The distinctive fruit cake is most famous for the blanched whole almonds which are arranged on the top.
Although the cake's name suggests it is made in Dundee it can currently be produced anywhere in the world yet still retain the city's name.
The aim of Protected Geographical Indication (PGI) status is to ensure it is mixed, baked and decorated in the Dundee area.
Stornoway's famous black pudding was granted protected status in May this year - putting it alongside the likes of Champagne and the Cornish pasty.
The status means it can only be described as Stornoway black pudding if it is produced in the town or parish of Stornoway on Lewis.
People on the island were concerned at the international use of Stornoway or Stornoway-style on menus to describe inferior puddings.
The Scottish government and Scotland's Rural College have been working with producers and experts from the University of Abertay on an application for EU protection for the Dundee cake.

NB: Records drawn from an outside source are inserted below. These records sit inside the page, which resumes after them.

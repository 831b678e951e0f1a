//! Actions processed by the dispatch reducer.

use crate::error::DispatchError;
use crate::types::{ActorId, CorrelationId, Location, RequestId, ServiceKind};

/// Everything that can happen to dispatch state
///
/// Three families share one reducer:
///
/// - **Commands** carry a [`CorrelationId`] and always produce exactly one
///   outcome action ([`CommandSucceeded`](Self::CommandSucceeded) or
///   [`CommandFailed`](Self::CommandFailed)) via an effect, which is how
///   callers learn the result.
/// - **Simulator transitions** (`Simulate*`) fire from delayed effects.
///   They re-validate their guard against current state and drop silently
///   if it no longer holds.
/// - **Outcomes** mutate nothing; they exist to travel the broadcast
///   channel back to waiting callers.
#[derive(Debug, Clone)]
pub enum DispatchAction {
    /// Create a new pending request for the signed-in requester
    CreateRequest {
        /// Token echoed on the outcome
        correlation: CorrelationId,
        /// Pre-allocated id for the new request
        id: RequestId,
        /// The requester on whose behalf the request is created
        requester: ActorId,
        /// Category of service needed
        kind: ServiceKind,
        /// Free-text description of the problem
        description: String,
        /// Where service is needed
        location: Location,
    },

    /// Cancel a pending or accepted request
    CancelRequest {
        /// Token echoed on the outcome
        correlation: CorrelationId,
        /// The request to cancel
        id: RequestId,
    },

    /// Accept a pending request as a provider
    AcceptRequest {
        /// Token echoed on the outcome
        correlation: CorrelationId,
        /// The request to accept
        id: RequestId,
        /// The accepting provider
        provider: ActorId,
        /// Estimated minutes until arrival
        eta_minutes: u32,
    },

    /// Complete an in-progress request
    CompleteRequest {
        /// Token echoed on the outcome
        correlation: CorrelationId,
        /// The request to complete
        id: RequestId,
    },

    /// Simulator: a provider accepts this request if it is still pending
    SimulateAccept {
        /// The request the simulator targets
        id: RequestId,
    },

    /// Simulator: work starts on this request if it is still accepted
    SimulateProgress {
        /// The request the simulator targets
        id: RequestId,
    },

    /// A command went through
    CommandSucceeded {
        /// Token of the command this answers
        correlation: CorrelationId,
    },

    /// A command was rejected
    CommandFailed {
        /// Token of the command this answers
        correlation: CorrelationId,
        /// Why it was rejected
        error: DispatchError,
    },
}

The application will now be subject to a national consultation.
The Dundee cake was first mass produced by Dundee marmalade maker, Keiller's, although similar recipes had previously existed throughout Scotland.
It is a light and buttery cake containing sultanas, almonds, Amontillado sherry and candied orange peel.
Rural Affairs Secretary Richard Lochhead said: "We can trace its origins back hundreds of years to the kitchens of the marmalade inventor Janet Keiller, making it a thoroughly Dundonian delicacy which deserves European recognition for its unique characteristics and long association with this city.
"Achieving PGI status for Dundee Cake will ensure that consumers at home and abroad have a 100% guarantee of the product's authenticity."
Dundee baker Martin Goodfellow, who spearheaded the campaign for protected status, said: "Although the Dundee Cake is a product that is known all over the world, it does not currently enjoy geographical protection and is produced in a number of locations to various quality levels.
"It is a significant part of our heritage and it is important that the cake is rightfully associated with the city in which it originated and its quality levels maintained."